Tapering cylindrical coffee pot on footring. The original cover is missing, a hole to the base. Two karakusa (spiky lotus) shaped side-handles with thumb-rests in the shape of a human head. The three holes in the lower part pf the body, the one on the front with a bronze tap the other two beneath the handles with a bronze rosette, are surrounded by a kiku-flower modelled in low relief. Imari decorated in underglaze blue, iron-red and gold on both sides with a fenced terrace with flowering plants, trees and a phoenix in flight. Scrollwork on the handles.
Like tea, coffee was first regarded as a medicinal drug: similarly it suddenly became a popular beverage at the end of the 17th century. Coffee houses were opened all over Europe and, whereas drinking tea was mainly a womanly pursuit, coffee houses were almost exclusively frequented by men.
Apparently, coffee pots with spouts, well known in Chinese export porcelain, were not made in Arita. A specifically Dutch and rather rare shape is the coffee urn with two elegant curving side-handles and/or three taps. These metal taps were later added in Europe, in spaces left for the purpose. Jörg mentions that no examples of the three tap type coffee can seem to be represented in public collections in the Netherlands. (Ford/Impey 1989, p. 90), (Jörg 2003/1, pp. 192-193)
For a coffee pot with identical form and handles with human heads, please see:
- Porzellan aus China und Japan.
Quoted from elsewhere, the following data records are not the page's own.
use kurbo::Point;

use crate::animation::ease::Ease;
use crate::animation::props::PropertyMap;
use crate::animation::value::{Prop, Value};
use crate::animator::core::Animator;
use crate::animator::options::AnimationOptions;
use crate::document::geometry::{arrow_shaft, total_length};
use crate::document::tree::NodeId;
use crate::foundation::core::{Secs, SlideFrom};
use crate::timeline::entry::{Callbacks, MorphRecord, Payload, Placement, Span, Timing};

const SLIDE_DISTANCE: f64 = 100.0;
const SHOW_DURATION: Secs = 0.01;
const ARROW_HEAD_FADE: Secs = 0.001;

// Operation bodies. Each one resolves its selector once, so a miss yields exactly one warning.
impl Animator {
    fn apply_now(&mut self, nodes: &[NodeId], props: &PropertyMap) {
        for n in nodes {
            for (prop, value) in props.iter() {
                self.doc.apply(*n, prop, value.clone());
            }
        }
    }

    fn tween(
        &mut self,
        targets: Vec<NodeId>,
        props: PropertyMap,
        timing: Timing,
        at: Placement,
        callbacks: Callbacks,
    ) -> Option<Span> {
        self.timeline
            .enqueue(Payload::Tween { targets, props }, timing, at, callbacks)
    }

    fn with_descendants(&self, nodes: &[NodeId]) -> Vec<NodeId> {
        let mut out = Vec::new();
        for n in nodes {
            for m in std::iter::once(*n).chain(self.doc.descendants(*n)) {
                if !out.contains(&m) {
                    out.push(m);
                }
            }
        }
        out
    }

    pub(crate) fn set_at(&mut self, selector: &str, props: &PropertyMap) {
        let nodes = self.resolve(selector);
        self.apply_now(&nodes, props);
    }

    pub(crate) fn set_text_at(&mut self, selector: &str, text: &str) {
        for n in self.resolve(selector) {
            if self.doc.is_text_element(n) {
                self.doc.set_text_content(n, text);
                self.projected_text.insert(n, text.to_owned());
            }
        }
    }

    pub(crate) fn show_at(&mut self, at: Placement, selector: &str, props: PropertyMap) {
        let nodes = self.resolve(selector);
        self.show_nodes(at, &nodes, props);
    }

    fn show_nodes(&mut self, at: Placement, nodes: &[NodeId], props: PropertyMap) {
        if nodes.is_empty() {
            return;
        }
        let targets = self.with_descendants(nodes);
        self.tween(
            targets,
            props,
            Timing::new(SHOW_DURATION),
            at,
            Callbacks::default(),
        );
    }

    pub(crate) fn fade_in_at(&mut self, at: Placement, selector: &str, opts: AnimationOptions) {
        let nodes = self.resolve(selector);
        if nodes.is_empty() {
            return;
        }
        self.apply_now(&nodes, &PropertyMap::new().opacity(0.0));
        self.tween(
            nodes,
            PropertyMap::new().opacity(1.0),
            opts.timing(0.5, Ease::PowerOut(2)),
            at,
            opts.callbacks(),
        );
    }

    pub(crate) fn fade_out_at(&mut self, at: Placement, selector: &str, opts: AnimationOptions) {
        let nodes = self.resolve(selector);
        self.tween(
            nodes,
            PropertyMap::new().opacity(0.0),
            opts.timing(0.5, Ease::PowerOut(2)),
            at,
            opts.callbacks(),
        );
    }

    pub(crate) fn scale_at(
        &mut self,
        at: Placement,
        selector: &str,
        factor: f64,
        opts: AnimationOptions,
    ) {
        let nodes = self.resolve(selector);
        self.tween(
            nodes,
            PropertyMap::new().scale(factor),
            opts.timing(0.5, Ease::BackOut(1.7)),
            at,
            opts.callbacks(),
        );
    }

    pub(crate) fn slide_in_at(
        &mut self,
        at: Placement,
        selector: &str,
        from: SlideFrom,
        opts: AnimationOptions,
    ) {
        let nodes = self.resolve(selector);
        if nodes.is_empty() {
            return;
        }
        let off = from.offset(SLIDE_DISTANCE);
        self.apply_now(&nodes, &PropertyMap::new().translate(off.x, off.y).opacity(0.0));
        self.tween(
            nodes,
            PropertyMap::new().translate(0.0, 0.0).opacity(1.0),
            opts.timing(0.8, Ease::PowerOut(3)),
            at,
            opts.callbacks(),
        );
    }

    pub(crate) fn draw_path_at(&mut self, at: Placement, selector: &str, opts: AnimationOptions) {
        let nodes = self.resolve(selector);
        self.draw_nodes(at, &nodes, opts.timing(1.0, Ease::PowerInOut(2)), opts.callbacks());
    }

    /// Retract every measurable element to its full dash length now, then tween the offset to 0.
    fn draw_nodes(
        &mut self,
        at: Placement,
        nodes: &[NodeId],
        timing: Timing,
        callbacks: Callbacks,
    ) -> Option<Span> {
        let mut drawable = Vec::new();
        for n in nodes {
            match total_length(&self.doc, *n) {
                Some(len) => {
                    self.doc.apply(*n, Prop::StrokeDasharray, Value::Number(len));
                    self.doc.apply(*n, Prop::StrokeDashoffset, Value::Number(len));
                    drawable.push(*n);
                }
                None => tracing::warn!(node = n.0, "skipping element without measurable geometry"),
            }
        }
        self.tween(
            drawable,
            PropertyMap::new().with(Prop::StrokeDashoffset, 0.0),
            timing,
            at,
            callbacks,
        )
    }

    pub(crate) fn move_to_at(
        &mut self,
        at: Placement,
        selector: &str,
        from: Option<Point>,
        to: Point,
        opts: AnimationOptions,
    ) {
        let nodes = self.resolve(selector);
        if nodes.is_empty() {
            return;
        }
        if let Some(p) = from {
            self.tween(
                nodes.clone(),
                PropertyMap::new().translate(p.x, p.y),
                Timing::new(0.0),
                at,
                Callbacks::default(),
            );
        }
        self.tween(
            nodes,
            PropertyMap::new().translate(to.x, to.y),
            opts.timing(1.0, Ease::PowerInOut(2)),
            at,
            opts.callbacks(),
        );
    }

    pub(crate) fn pulse_at(&mut self, at: Placement, selector: &str, opts: AnimationOptions) {
        let nodes = self.resolve(selector);
        let half = opts.duration.unwrap_or(0.6) / 2.0;
        let timing = Timing::new(half)
            .ease(Ease::PowerInOut(2))
            .delay(opts.delay.unwrap_or(0.0))
            .stagger(opts.stagger.unwrap_or(0.0))
            .repeat(1, true);
        self.tween(
            nodes,
            PropertyMap::new().scale(1.1),
            timing,
            at,
            opts.callbacks(),
        );
    }

    pub(crate) fn morph_text_at(
        &mut self,
        at: Placement,
        selector: &str,
        text: &str,
        opts: AnimationOptions,
    ) {
        let nodes = self.resolve(selector);
        self.morph_nodes(at, &nodes, text, &opts);
    }

    /// One morph entry per `<text>` element. The "before" side is the text the element will
    /// carry once earlier morphs finish, so consecutive morphs unwind one at a time.
    fn morph_nodes(
        &mut self,
        at: Placement,
        nodes: &[NodeId],
        text: &str,
        opts: &AnimationOptions,
    ) {
        let texts: Vec<NodeId> = nodes
            .iter()
            .copied()
            .filter(|n| self.doc.is_text_element(*n))
            .collect();
        for n in texts {
            let record = MorphRecord {
                node: n,
                before: self.projected_text(n),
                after: text.to_owned(),
            };
            let timing = Timing::new(opts.duration.unwrap_or(0.8))
                .ease(opts.ease.unwrap_or(Ease::PowerInOut(2)))
                .delay(opts.delay.unwrap_or(0.0));
            let scheduled = self.timeline.enqueue(
                Payload::Morph(record),
                timing,
                at,
                opts.callbacks(),
            );
            if scheduled.is_some() {
                self.projected_text.insert(n, text.to_owned());
            }
        }
    }

    pub(crate) fn change_text_at(
        &mut self,
        at: Placement,
        selector: &str,
        text: &str,
        fill: &str,
        duration: Option<Secs>,
    ) {
        let nodes = self.resolve(selector);
        if nodes.is_empty() {
            return;
        }
        self.morph_nodes(at, &nodes, "", &AnimationOptions::new().duration(0.0));
        self.show_nodes(at, &nodes, PropertyMap::new().fill(fill));
        let opts = AnimationOptions::new().duration(duration.unwrap_or(0.5));
        self.morph_nodes(at, &nodes, text, &opts);
    }

    fn decorations(&self, children: &[NodeId]) -> Vec<NodeId> {
        children
            .get(1..)
            .map(|rest| self.with_descendants(rest))
            .unwrap_or_default()
    }

    pub(crate) fn animate_arrow_at(
        &mut self,
        at: Placement,
        selector: &str,
        opts: AnimationOptions,
    ) {
        for group in self.resolve(selector) {
            let children: Vec<NodeId> = self.doc.element_children(group).collect();
            let Some(first) = children.first().copied() else {
                continue;
            };

            self.tween(
                vec![group],
                PropertyMap::new().auto_alpha(1.0),
                Timing::new(SHOW_DURATION),
                at,
                Callbacks::default(),
            );

            let shaft = arrow_shaft(&self.doc, first).and_then(|s| {
                self.draw_nodes(
                    at,
                    &[s],
                    opts.timing(1.0, Ease::Linear).stagger(0.0),
                    Callbacks::on_start(opts.on_start.clone()),
                )
            });
            let reveal_at = shaft.map_or(at, |s| Placement::At(s.end));

            let rest = self.decorations(&children);
            if rest.is_empty() {
                if opts.on_complete.is_some() {
                    self.timeline.enqueue(
                        Payload::Call,
                        Timing::new(0.0),
                        reveal_at,
                        Callbacks::on_complete(opts.on_complete.clone()),
                    );
                }
                continue;
            }
            self.apply_now(&rest, &PropertyMap::new().opacity(0.0));
            self.tween(
                rest,
                PropertyMap::new().opacity(1.0),
                Timing::new(0.0),
                reveal_at,
                Callbacks::on_complete(opts.on_complete.clone()),
            );
        }
    }

    pub(crate) fn unanimate_arrow_at(
        &mut self,
        at: Placement,
        selector: &str,
        opts: AnimationOptions,
    ) {
        for group in self.resolve(selector) {
            let children: Vec<NodeId> = self.doc.element_children(group).collect();
            let Some(first) = children.first().copied() else {
                continue;
            };

            let rest = self.decorations(&children);
            let heads = self.tween(
                rest,
                PropertyMap::new().opacity(0.0),
                Timing::new(ARROW_HEAD_FADE),
                at,
                Callbacks::on_start(opts.on_start.clone()),
            );
            let mut next = heads.map_or(at, |s| Placement::At(s.end));

            let shaft = arrow_shaft(&self.doc, first)
                .and_then(|s| total_length(&self.doc, s).map(|len| (s, len)));
            if let Some((s, len)) = shaft {
                let span = self.tween(
                    vec![s],
                    PropertyMap::new().with(Prop::StrokeDashoffset, len),
                    opts.timing(1.0, Ease::Linear).stagger(0.0),
                    next,
                    Callbacks::default(),
                );
                if let Some(span) = span {
                    next = Placement::At(span.end);
                }
            }

            self.tween(
                vec![group],
                PropertyMap::new().auto_alpha(0.0),
                Timing::new(SHOW_DURATION),
                next,
                Callbacks::on_complete(opts.on_complete.clone()),
            );
        }
    }

    pub(crate) fn wait_for(&mut self, secs: Secs) {
        let at = self.timeline.duration() + secs.max(0.0);
        self.timeline.enqueue(
            Payload::Call,
            Timing::new(0.0),
            Placement::At(at),
            Callbacks::default(),
        );
    }

    pub(crate) fn label(&mut self, name: &str) {
        if self.timeline.is_killed() {
            return;
        }
        let at = self.timeline.add_label(name);
        self.nav.push(name, at);
    }
}

#[cfg(test)]
#[path = "../../tests/unit/animator/ops.rs"]
mod tests;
Die Porzellangalerie der Landgrafen von Hessen-Kassel, (Staatliche Kunstsammlungen Kassel, Berlin 1990), p.530, cat. 290.
- Imari. Porcelain for European Palaces from the Freda and Ralph Lupin Collection. (L. Rotondo-McCord & P.J. Bufton, New Orleans Museum of Art, New Orleans 1997), p.105, cat. 85 .
- The Voyage of Old-Imari Porcelains: Exhibition Catalogue of the Kyushu Ceramic Museum, Arita 2000, p.62, cat.99.
- http://saga-museum.jp/ceramic/exhibition/collection/kanbara/000563.html
For an identically shaped coffee pot on three legs, please see:
Condition: A frit to the rim and a hole in the base.
References:
http://saga-museum.jp/ceramic/exhibition/collection/kanbara/000563.html
Price: Sold.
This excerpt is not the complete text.